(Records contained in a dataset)
-- Opening Marker --
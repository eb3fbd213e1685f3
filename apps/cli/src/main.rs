//! # Commlink CLI
//!
//! CAN / 串口链路的命令行调试工具。
//!
//! ```bash
//! # 配置默认接口
//! commlink-cli config set can.interface vcan0
//! commlink-cli config set serial.path /dev/ttyUSB0
//!
//! # CAN
//! commlink-cli can up
//! commlink-cli can send 0x123 "01 02 03"
//! commlink-cli can dump --count 10
//!
//! # 串口
//! commlink-cli serial send --hex "AA 55"
//! commlink-cli serial read --max 64
//! ```
//!
//! 日志级别通过 `RUST_LOG` 控制，例如 `RUST_LOG=commlink_can=trace`。

use anyhow::Result;
use clap::{Parser, Subcommand};

mod commands;
mod utils;

use commands::ConfigCommand;
#[cfg(target_os = "linux")]
use commands::{CanCommand, SerialCommand, config::CliConfig};

/// Commlink CLI - CAN / 串口命令行工具
#[derive(Parser, Debug)]
#[command(name = "commlink-cli")]
#[command(about = "Command-line interface for CAN and serial links", long_about = None)]
#[command(version)]
struct Cli {
    #[command(subcommand)]
    command: Commands,
}

#[derive(Subcommand, Debug)]
enum Commands {
    /// 配置管理
    #[command(subcommand)]
    Config(ConfigCommand),

    /// CAN 接口与帧收发
    #[cfg(target_os = "linux")]
    #[command(subcommand)]
    Can(CanCommand),

    /// 串口收发
    #[cfg(target_os = "linux")]
    #[command(subcommand)]
    Serial(SerialCommand),
}

fn main() -> Result<()> {
    commlink_sdk::logging::init_with_default("commlink_cli=info,commlink_can=info,commlink_serial=info");

    let cli = Cli::parse();

    match cli.command {
        Commands::Config(cmd) => cmd.execute(),

        #[cfg(target_os = "linux")]
        Commands::Can(cmd) => cmd.execute(&CliConfig::load()?),

        #[cfg(target_os = "linux")]
        Commands::Serial(cmd) => cmd.execute(&CliConfig::load()?),
    }
}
-- Closing Marker --
ABOUT THIS TASK >> Repeat all entries. Match them exactly.

ANSWER TO THE EXERCISE >>
repository eb3fbd213e1685f3
filename apps/cli/src/main.rs
//! # Commlink CLI
//!
//! CAN / 串口链路的命令行调试工具。
//!
//! ```bash
//! # 配置默认接口
//! commlink-cli config set can.interface vcan0
//! commlink-cli config set serial.path /dev/ttyUSB0
//!
//! # CAN
//! commlink-cli can up
//! commlink-cli can send 0x123 "01 02 03"
//! commlink-cli can dump --count 10
//!
//! # 串口
//! commlink-cli serial send --hex "AA 55"
//! commlink-cli serial read --max 64
//! ```
//!
//! 日志级别通过 `RUST_LOG` 控制，例如 `RUST_LOG=commlink_can=trace`。

use anyhow::Result;
use clap::{Parser, Subcommand};

mod commands;
mod utils;

use commands::ConfigCommand;
#[cfg(target_os = "linux")]
use commands::{CanCommand, SerialCommand, config::CliConfig};

/// Commlink CLI - CAN / 串口命令行工具
#[derive(Parser, Debug)]
#[command(name = "commlink-cli")]
#[command(about = "Command-line interface for CAN and serial links", long_about = None)]
#[command(version)]
struct Cli {
    #[command(subcommand)]
    command: Commands,
}

#[derive(Subcommand, Debug)]
enum Commands {
    /// 配置管理
    #[command(subcommand)]
    Config(ConfigCommand),

    /// CAN 接口与帧收发
    #[cfg(target_os = "linux")]
    #[command(subcommand)]
    Can(CanCommand),

    /// 串口收发
    #[cfg(target_os = "linux")]
    #[command(subcommand)]
    Serial(SerialCommand),
}

fn main() -> Result<()> {
    commlink_sdk::logging::init_with_default("commlink_cli=info,commlink_can=info,commlink_serial=info");

    let cli = Cli::parse();

    match cli.command {
        Commands::Config(cmd) => cmd.execute(),

        #[cfg(target_os = "linux")]
        Commands::Can(cmd) => cmd.execute(&CliConfig::load()?),

        #[cfg(target_os = "linux")]
        Commands::Serial(cmd) => cmd.execute(&CliConfig::load()?),
    }
}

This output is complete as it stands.